__Problem__.
Could you print the data that follows exactly as given?
---*---
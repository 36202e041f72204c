//! Approval flow management routes. Admins only.

use axum::{
    Json, Router,
    extract::{Path, State},
    http::StatusCode,
    response::{IntoResponse, Response},
    routing::{get, put},
};
use reimburse_core::approval::validation::{FlowInput, StepInput};
use reimburse_db::ApprovalFlowRepository;
use serde::Deserialize;
use serde_json::json;
use uuid::Uuid;

use super::parse_decimal;
use crate::error::repository_error_response;
use crate::{AppState, middleware::AuthUser};

/// Creates the approval flow routes.
pub fn routes() -> Router<AppState> {
    Router::new()
        .route(
            "/company/approval-flows",
            get(list_flows).post(create_flow),
        )
        .route(
            "/company/approval-flows/{id}",
            put(update_flow).delete(delete_flow),
        )
}

/// One step of a flow request.
#[derive(Debug, Deserialize)]
pub struct StepRequest {
    /// Step label.
    #[serde(default)]
    pub name: String,
    /// Approver for the step.
    pub approver_id: Uuid,
}

/// Request body for creating or replacing a flow.
#[derive(Debug, Deserialize)]
pub struct FlowRequest {
    /// Display name.
    #[serde(default)]
    pub name: String,
    /// Ordered approver steps; numbered from 1 on save.
    #[serde(default)]
    pub steps: Vec<StepRequest>,
    /// Inclusive lower bound, default 0.
    pub min_amount: Option<String>,
    /// Inclusive upper bound; open-ended when absent.
    pub max_amount: Option<String>,
    /// Active flag, default true.
    pub is_active: Option<bool>,
}

impl FlowRequest {
    fn into_input(self) -> Result<FlowInput, Response> {
        Ok(FlowInput {
            min_amount: parse_decimal("min_amount", self.min_amount.as_deref())?,
            max_amount: parse_decimal("max_amount", self.max_amount.as_deref())?,
            name: self.name,
            steps: self
                .steps
                .into_iter()
                .map(|s| StepInput {
                    name: s.name,
                    approver_id: s.approver_id.into(),
                })
                .collect(),
            is_active: self.is_active,
        })
    }
}

/// GET `/company/approval-flows` - Flows by `min_amount`, lowest first.
async fn list_flows(State(state): State<AppState>, auth: AuthUser) -> Response {
    if let Err(response) = auth.require_admin() {
        return response;
    }

    match ApprovalFlowRepository::new((*state.db).clone())
        .list(auth.company_id())
        .await
    {
        Ok(flows) => Json(json!({ "data": flows })).into_response(),
        Err(e) => repository_error_response(&e),
    }
}

/// POST `/company/approval-flows` - Create a flow.
async fn create_flow(
    State(state): State<AppState>,
    auth: AuthUser,
    Json(payload): Json<FlowRequest>,
) -> Response {
    if let Err(response) = auth.require_admin() {
        return response;
    }
    let input = match payload.into_input() {
        Ok(input) => input,
        Err(response) => return response,
    };

    match ApprovalFlowRepository::new((*state.db).clone())
        .create(auth.company_id(), &input)
        .await
    {
        Ok(flow) => (StatusCode::CREATED, Json(flow)).into_response(),
        Err(e) => repository_error_response(&e),
    }
}

/// PUT `/company/approval-flows/{id}` - Replace a flow.
async fn update_flow(
    State(state): State<AppState>,
    auth: AuthUser,
    Path(id): Path<Uuid>,
    Json(payload): Json<FlowRequest>,
) -> Response {
    if let Err(response) = auth.require_admin() {
        return response;
    }
    let input = match payload.into_input() {
        Ok(input) => input,
        Err(response) => return response,
    };

    match ApprovalFlowRepository::new((*state.db).clone())
        .update(auth.company_id(), id, &input)
        .await
    {
        Ok(flow) => Json(flow).into_response(),
        Err(e) => repository_error_response(&e),
    }
}

/// DELETE `/company/approval-flows/{id}` - Delete a flow.
async fn delete_flow(
    State(state): State<AppState>,
    auth: AuthUser,
    Path(id): Path<Uuid>,
) -> Response {
    if let Err(response) = auth.require_admin() {
        return response;
    }

    match ApprovalFlowRepository::new((*state.db).clone())
        .delete(auth.company_id(), id)
        .await
    {
        Ok(()) => StatusCode::NO_CONTENT.into_response(),
        Err(e) => repository_error_response(&e),
    }
}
---*---
__Response to this task__.
repository 36202e041f72204c
//! Approval flow management routes. Admins only.

use axum::{
    Json, Router,
    extract::{Path, State},
    http::StatusCode,
    response::{IntoResponse, Response},
    routing::{get, put},
};
use reimburse_core::approval::validation::{FlowInput, StepInput};
use reimburse_db::ApprovalFlowRepository;
use serde::Deserialize;
use serde_json::json;
use uuid::Uuid;

use super::parse_decimal;
use crate::error::repository_error_response;
use crate::{AppState, middleware::AuthUser};

/// Creates the approval flow routes.
pub fn routes() -> Router<AppState> {
    Router::new()
        .route(
            "/company/approval-flows",
            get(list_flows).post(create_flow),
        )
        .route(
            "/company/approval-flows/{id}",
            put(update_flow).delete(delete_flow),
        )
}

/// One step of a flow request.
#[derive(Debug, Deserialize)]
pub struct StepRequest {
    /// Step label.
    #[serde(default)]
    pub name: String,
    /// Approver for the step.
    pub approver_id: Uuid,
}

/// Request body for creating or replacing a flow.
#[derive(Debug, Deserialize)]
pub struct FlowRequest {
    /// Display name.
    #[serde(default)]
    pub name: String,
    /// Ordered approver steps; numbered from 1 on save.
    #[serde(default)]
    pub steps: Vec<StepRequest>,
    /// Inclusive lower bound, default 0.
    pub min_amount: Option<String>,
    /// Inclusive upper bound; open-ended when absent.
    pub max_amount: Option<String>,
    /// Active flag, default true.
    pub is_active: Option<bool>,
}

impl FlowRequest {
    fn into_input(self) -> Result<FlowInput, Response> {
        Ok(FlowInput {
            min_amount: parse_decimal("min_amount", self.min_amount.as_deref())?,
            max_amount: parse_decimal("max_amount", self.max_amount.as_deref())?,
            name: self.name,
            steps: self
                .steps
                .into_iter()
                .map(|s| StepInput {
                    name: s.name,
                    approver_id: s.approver_id.into(),
                })
                .collect(),
            is_active: self.is_active,
        })
    }
}

/// GET `/company/approval-flows` - Flows by `min_amount`, lowest first.
async fn list_flows(State(state): State<AppState>, auth: AuthUser) -> Response {
    if let Err(response) = auth.require_admin() {
        return response;
    }

    match ApprovalFlowRepository::new((*state.db).clone())
        .list(auth.company_id())
        .await
    {
        Ok(flows) => Json(json!({ "data": flows })).into_response(),
        Err(e) => repository_error_response(&e),
    }
}

/// POST `/company/approval-flows` - Create a flow.
async fn create_flow(
    State(state): State<AppState>,
    auth: AuthUser,
    Json(payload): Json<FlowRequest>,
) -> Response {
    if let Err(response) = auth.require_admin() {
        return response;
    }
    let input = match payload.into_input() {
        Ok(input) => input,
        Err(response) => return response,
    };

    match ApprovalFlowRepository::new((*state.db).clone())
        .create(auth.company_id(), &input)
        .await
    {
        Ok(flow) => (StatusCode::CREATED, Json(flow)).into_response(),
        Err(e) => repository_error_response(&e),
    }
}

/// PUT `/company/approval-flows/{id}` - Replace a flow.
async fn update_flow(
    State(state): State<AppState>,
    auth: AuthUser,
    Path(id): Path<Uuid>,
    Json(payload): Json<FlowRequest>,
) -> Response {
    if let Err(response) = auth.require_admin() {
        return response;
    }
    let input = match payload.into_input() {
        Ok(input) => input,
        Err(response) => return response,
    };

    match ApprovalFlowRepository::new((*state.db).clone())
        .update(auth.company_id(), id, &input)
        .await
    {
        Ok(flow) => Json(flow).into_response(),
        Err(e) => repository_error_response(&e),
    }
}

/// DELETE `/company/approval-flows/{id}` - Delete a flow.
async fn delete_flow(
    State(state): State<AppState>,
    auth: AuthUser,
    Path(id): Path<Uuid>,
) -> Response {
    if let Err(response) = auth.require_admin() {
        return response;
    }

    match ApprovalFlowRepository::new((*state.db).clone())
        .delete(auth.company_id(), id)
        .await
    {
        Ok(()) => StatusCode::NO_CONTENT.into_response(),
        Err(e) => repository_error_response(&e),
    }
}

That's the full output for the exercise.